Data for this task:
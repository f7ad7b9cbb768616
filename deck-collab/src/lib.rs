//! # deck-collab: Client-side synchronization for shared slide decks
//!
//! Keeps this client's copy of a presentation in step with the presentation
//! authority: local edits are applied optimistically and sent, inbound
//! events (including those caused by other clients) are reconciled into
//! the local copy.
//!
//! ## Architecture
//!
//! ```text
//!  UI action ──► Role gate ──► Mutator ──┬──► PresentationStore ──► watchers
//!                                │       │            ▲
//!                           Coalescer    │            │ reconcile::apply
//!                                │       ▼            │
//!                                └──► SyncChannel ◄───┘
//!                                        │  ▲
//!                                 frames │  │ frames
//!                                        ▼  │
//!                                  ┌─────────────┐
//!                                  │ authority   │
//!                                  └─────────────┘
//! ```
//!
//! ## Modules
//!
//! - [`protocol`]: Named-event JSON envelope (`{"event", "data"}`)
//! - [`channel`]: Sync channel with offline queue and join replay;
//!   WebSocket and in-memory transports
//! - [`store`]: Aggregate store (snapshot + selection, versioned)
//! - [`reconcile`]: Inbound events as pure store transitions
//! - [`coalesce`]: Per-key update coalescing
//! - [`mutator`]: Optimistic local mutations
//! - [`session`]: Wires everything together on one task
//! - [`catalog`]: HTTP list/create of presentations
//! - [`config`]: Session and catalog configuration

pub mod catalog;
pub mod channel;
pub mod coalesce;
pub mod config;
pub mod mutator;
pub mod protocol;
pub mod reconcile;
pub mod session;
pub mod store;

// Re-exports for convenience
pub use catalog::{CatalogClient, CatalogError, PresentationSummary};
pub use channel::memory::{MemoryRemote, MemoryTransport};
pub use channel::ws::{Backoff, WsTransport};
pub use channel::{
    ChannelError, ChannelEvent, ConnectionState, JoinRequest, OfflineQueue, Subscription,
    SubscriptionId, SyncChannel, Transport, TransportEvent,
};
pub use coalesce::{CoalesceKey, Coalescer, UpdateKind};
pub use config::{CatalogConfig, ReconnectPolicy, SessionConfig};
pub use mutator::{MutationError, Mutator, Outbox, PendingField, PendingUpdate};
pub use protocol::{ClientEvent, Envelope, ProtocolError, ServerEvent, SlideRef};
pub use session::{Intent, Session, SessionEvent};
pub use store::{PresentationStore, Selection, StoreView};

What is required: Each record needs to be copied out again, letter for letter.

Output below:
repository f7ad7b9cbb768616
filename deck-collab/src/lib.rs
//! # deck-collab: Client-side synchronization for shared slide decks
//!
//! Keeps this client's copy of a presentation in step with the presentation
//! authority: local edits are applied optimistically and sent, inbound
//! events (including those caused by other clients) are reconciled into
//! the local copy.
//!
//! ## Architecture
//!
//! ```text
//!  UI action ──► Role gate ──► Mutator ──┬──► PresentationStore ──► watchers
//!                                │       │            ▲
//!                           Coalescer    │            │ reconcile::apply
//!                                │       ▼            │
//!                                └──► SyncChannel ◄───┘
//!                                        │  ▲
//!                                 frames │  │ frames
//!                                        ▼  │
//!                                  ┌─────────────┐
//!                                  │ authority   │
//!                                  └─────────────┘
//! ```
//!
//! ## Modules
//!
//! - [`protocol`]: Named-event JSON envelope (`{"event", "data"}`)
//! - [`channel`]: Sync channel with offline queue and join replay;
//!   WebSocket and in-memory transports
//! - [`store`]: Aggregate store (snapshot + selection, versioned)
//! - [`reconcile`]: Inbound events as pure store transitions
//! - [`coalesce`]: Per-key update coalescing
//! - [`mutator`]: Optimistic local mutations
//! - [`session`]: Wires everything together on one task
//! - [`catalog`]: HTTP list/create of presentations
//! - [`config`]: Session and catalog configuration

pub mod catalog;
pub mod channel;
pub mod coalesce;
pub mod config;
pub mod mutator;
pub mod protocol;
pub mod reconcile;
pub mod session;
pub mod store;

// Re-exports for convenience
pub use catalog::{CatalogClient, CatalogError, PresentationSummary};
pub use channel::memory::{MemoryRemote, MemoryTransport};
pub use channel::ws::{Backoff, WsTransport};
pub use channel::{
    ChannelError, ChannelEvent, ConnectionState, JoinRequest, OfflineQueue, Subscription,
    SubscriptionId, SyncChannel, Transport, TransportEvent,
};
pub use coalesce::{CoalesceKey, Coalescer, UpdateKind};
pub use config::{CatalogConfig, ReconnectPolicy, SessionConfig};
pub use mutator::{MutationError, Mutator, Outbox, PendingField, PendingUpdate};
pub use protocol::{ClientEvent, Envelope, ProtocolError, ServerEvent, SlideRef};
pub use session::{Intent, Session, SessionEvent};
pub use store::{PresentationStore, Selection, StoreView};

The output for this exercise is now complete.